In comparison with Japanese norms, the results of the cephalometric analysis showed a skeletal Class I jaw relationship (ANB, 3.0°) and an average mandibular plane angle (FMA, 29.5°). In addition, the maxillary and mandibular incisors were labially inclined (U1-SN, 117.0°; IMPA, 101.0°), and the patient exhibited a decreased overjet of 0.5 mm and an overbite of −1.0 mm ( Table I ).

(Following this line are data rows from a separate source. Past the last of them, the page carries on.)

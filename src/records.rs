// Result records
// Each query maps its rows into one of these plain structs
// They are built fresh for every call and carry no identity beyond it

use rusqlite::types::{FromSql, FromSqlError, FromSqlResult, ToSql, ToSqlOutput, Value, ValueRef};
use rust_decimal::Decimal;
use serde::Serialize;
use std::fmt;
use std::str::FromStr;

/// A row of the `user` table
#[derive(Debug, Clone, PartialEq, Eq, Serialize)]
pub struct UserRecord {
    pub id: i64,
    pub name: String,
    pub tel: String,
    pub address: String,
}

/// A good together with its gross merchandise value across all orders
#[derive(Debug, Clone, PartialEq, Eq, Serialize)]
pub struct GoodsGmv {
    pub goods_id: i64,
    pub goods_name: String,
    pub gmv: Decimal,
}

/// An order joined with the names of its buyer and its goods
///
/// The names are `None` when the order references a user or a good that
/// does not exist. `total_price` comes from the order row alone
/// (`goods_num * goods_price`), so it is always present.
#[derive(Debug, Clone, PartialEq, Eq, Serialize)]
pub struct OrderView {
    pub id: i64,
    pub user_name: Option<String>,
    pub goods_name: Option<String>,
    pub total_price: Decimal,
}

impl fmt::Display for UserRecord {
    fn fmt(&self, f: &mut fmt::Formatter<'_>) -> fmt::Result {
        write!(
            f,
            "User{{id={}, name='{}', tel='{}', address='{}'}}",
            self.id, self.name, self.tel, self.address
        )
    }
}

impl fmt::Display for GoodsGmv {
    fn fmt(&self, f: &mut fmt::Formatter<'_>) -> fmt::Result {
        write!(
            f,
            "GoodsGmv{{goods_id={}, goods_name='{}', gmv={}}}",
            self.goods_id, self.goods_name, self.gmv
        )
    }
}

impl fmt::Display for OrderView {
    fn fmt(&self, f: &mut fmt::Formatter<'_>) -> fmt::Result {
        write!(
            f,
            "Order{{id={}, user_name={}, goods_name={}, total_price={}}}",
            self.id,
            display_optional(&self.user_name),
            display_optional(&self.goods_name),
            self.total_price
        )
    }
}

fn display_optional(value: &Option<String>) -> String {
    match value {
        Some(s) => format!("'{}'", s),
        None => "NULL".to_string(),
    }
}

/// Adapter between SQLite storage classes and `Decimal`
///
/// SQLite has no decimal type: a `DECIMAL(10, 2)` column has NUMERIC
/// affinity, so whole prices come back as integers and fractional ones as
/// reals. Text is accepted too, for databases that store prices as strings.
#[derive(Debug, Clone, Copy, PartialEq, Eq)]
pub struct SqlDecimal(pub Decimal);

impl FromSql for SqlDecimal {
    fn column_result(value: ValueRef<'_>) -> FromSqlResult<Self> {
        match value {
            ValueRef::Integer(i) => Ok(SqlDecimal(Decimal::from(i))),
            ValueRef::Real(f) => Decimal::try_from(f)
                .map(SqlDecimal)
                .map_err(|e| FromSqlError::Other(Box::new(e))),
            ValueRef::Text(bytes) => {
                let text = std::str::from_utf8(bytes).map_err(|e| FromSqlError::Other(Box::new(e)))?;
                Decimal::from_str(text.trim())
                    .map(SqlDecimal)
                    .map_err(|e| FromSqlError::Other(Box::new(e)))
            }
            ValueRef::Null | ValueRef::Blob(_) => Err(FromSqlError::InvalidType),
        }
    }
}

impl ToSql for SqlDecimal {
    // Bound as text; NUMERIC affinity converts it back to an integer or real
    fn to_sql(&self) -> rusqlite::Result<ToSqlOutput<'_>> {
        Ok(ToSqlOutput::Owned(Value::Text(self.0.to_string())))
    }
}

impl From<SqlDecimal> for Decimal {
    fn from(value: SqlDecimal) -> Self {
        value.0
    }
}

#[cfg(test)]
mod tests {
    use super::*;
    use rusqlite::Connection;

    #[test]
    fn test_decimal_from_each_storage_class() {
        let conn = Connection::open_in_memory().unwrap();

        let (int, real, text): (SqlDecimal, SqlDecimal, SqlDecimal) = conn
            .query_row("SELECT 2080, 12.5, ' 3.25 '", [], |row| {
                Ok((row.get(0)?, row.get(1)?, row.get(2)?))
            })
            .unwrap();

        assert_eq!(int.0, Decimal::from(2080));
        assert_eq!(real.0, Decimal::new(125, 1));
        assert_eq!(text.0, Decimal::new(325, 2));
    }

    #[test]
    fn test_decimal_rejects_null() {
        let conn = Connection::open_in_memory().unwrap();

        let result = conn.query_row("SELECT NULL", [], |row| row.get::<_, SqlDecimal>(0));
        assert!(result.is_err());
    }

    #[test]
    fn test_decimal_binds_through_numeric_affinity() {
        let conn = Connection::open_in_memory().unwrap();
        conn.execute_batch("CREATE TABLE prices (price DECIMAL(10, 2))")
            .unwrap();

        conn.execute("INSERT INTO prices VALUES (?1)", [SqlDecimal(Decimal::from(20))])
            .unwrap();

        let stored_type: String = conn
            .query_row("SELECT typeof(price) FROM prices", [], |row| row.get(0))
            .unwrap();
        assert_eq!(stored_type, "integer");
    }

    #[test]
    fn test_order_display_shows_null_names() {
        let order = OrderView {
            id: 8,
            user_name: None,
            goods_name: None,
            total_price: Decimal::from(60),
        };

        assert_eq!(
            order.to_string(),
            "Order{id=8, user_name=NULL, goods_name=NULL, total_price=60}"
        );
    }
}
// SQL Parser for the read-only shell
// Ad-hoc SQL typed into the shell is checked here before it reaches the store
// We use the sqlparser crate to handle the complex SQL grammar

use crate::error::{Error, Result};
use sqlparser::ast::Statement;
use sqlparser::dialect::SQLiteDialect;
use sqlparser::parser::Parser;

/// A statement that has been checked to be a single read-only query
#[derive(Debug, Clone, PartialEq)]
pub struct AdHocQuery {
    pub(crate) sql: String,
}

impl AdHocQuery {
    /// The SQL text as typed (trailing semicolon removed)
    pub fn sql(&self) -> &str {
        &self.sql
    }
}

/// The read-only query parser
pub struct ReadOnlyParser;

impl ReadOnlyParser {
    /// Parse a SQL string, accepting only one SELECT-like statement
    ///
    /// Anything that could modify the database (INSERT, UPDATE, DDL, PRAGMA...)
    /// is rejected, as is input containing more than one statement.
    pub fn parse(sql: &str) -> Result<AdHocQuery> {
        let dialect = SQLiteDialect {};
        let ast = Parser::parse_sql(&dialect, sql)?;

        if ast.len() != 1 {
            return Err(Error::NotReadOnly(format!(
                "expected one statement, found {}",
                ast.len()
            )));
        }

        match &ast[0] {
            Statement::Query(_) => Ok(AdHocQuery {
                sql: sql.trim().trim_end_matches(';').trim_end().to_string(),
            }),
            other => Err(Error::NotReadOnly(Self::statement_kind(other))),
        }
    }

    /// First keyword of a statement, for error messages
    fn statement_kind(statement: &Statement) -> String {
        statement
            .to_string()
            .split_whitespace()
            .next()
            .unwrap_or("statement")
            .to_uppercase()
    }
}

#[cfg(test)]
mod tests {
    use super::*;

    #[test]
    fn test_accepts_select_with_join() {
        let query = ReadOnlyParser::parse(
            r#"SELECT ord.id, usr.name FROM "order" ord LEFT JOIN "user" usr ON usr.id = ord.user_id;"#,
        )
        .unwrap();

        assert!(query.sql().starts_with("SELECT"));
        assert!(!query.sql().ends_with(';'));
    }

    #[test]
    fn test_accepts_cte() {
        assert!(ReadOnlyParser::parse("WITH t AS (SELECT 1 AS x) SELECT x FROM t").is_ok());
    }

    #[test]
    fn test_rejects_writes() {
        let err = ReadOnlyParser::parse(r#"DELETE FROM "order" WHERE id = 1"#).unwrap_err();
        assert!(matches!(err, Error::NotReadOnly(ref kind) if kind == "DELETE"));

        let err = ReadOnlyParser::parse("CREATE TABLE t (id INTEGER)").unwrap_err();
        assert!(matches!(err, Error::NotReadOnly(_)));
    }

    #[test]
    fn test_rejects_multiple_statements() {
        let err = ReadOnlyParser::parse("SELECT 1; DROP TABLE goods").unwrap_err();
        assert!(matches!(err, Error::NotReadOnly(_)));
    }

    #[test]
    fn test_rejects_garbage() {
        let err = ReadOnlyParser::parse("SELEKT * FORM goods").unwrap_err();
        assert!(matches!(err, Error::SqlParse(_)));
    }
}
// shopsql - analytical queries over a users / goods / orders schema
// This is the library root that exposes the public API

pub mod error;
pub mod query;
pub mod records;
pub mod report;
pub mod schema;

// Re-export commonly used types for convenience
pub use error::{Error, Result};
pub use query::{AdHocExecutor, ReadOnlyParser, ShopQueries};
pub use records::{GoodsGmv, OrderView, UserRecord};
pub use report::{ResultTable, Tabular};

|Variables||Japanese norms (adult female)||SD||Pretreatment||Posttreatment||Postretention|
|Angular measurements (°)|
|Occlusal plane to Frankfort horizontal||16.9||4.40||17.0||14.5||14.5|
|Linear measurements (mm)|
|E-line to upper lip||−2.5||1.90||4.0||1.0||0.5|
|E-line to lower lip||0.9||1.90||7.0||4.0||4.0|
Based on these findings, the patient was diagnosed with a Class I malocclusion with lip protrusion, severe incisor crowding, and advanced bone loss, possibly caused by A actinomycetemcomitans . The treatment objectives were to treat the malocclusion, provide better periodontal health, reduce the probing depths, improve the osseous topography, and establish better occlusal contacts, anterior guidance, and esthetics by leveling and retracting the incisors. We planned to extract, for orthodontic reasons, the patient’s maxillary right lateral incisor, mandibular left first premolar, and the distal root of the mandibular right first molar (hemisectioning) because of the extensive periodontal damage. We also designed interdisciplinary treatments involving orthodontic therapy, periodontal therapy with regenerative techniques, periodontal plastic surgery, prosthodontic rehabilitation, and a strictly supervised oral hygiene program. Screening of the periodontal pocket depth, bleeding on probing, blood IgG antibody titer, and microbiologic findings for periodontal disease with real-time polymerase chain reaction assays were performed by periodontists in the transition phase of each active treatment step.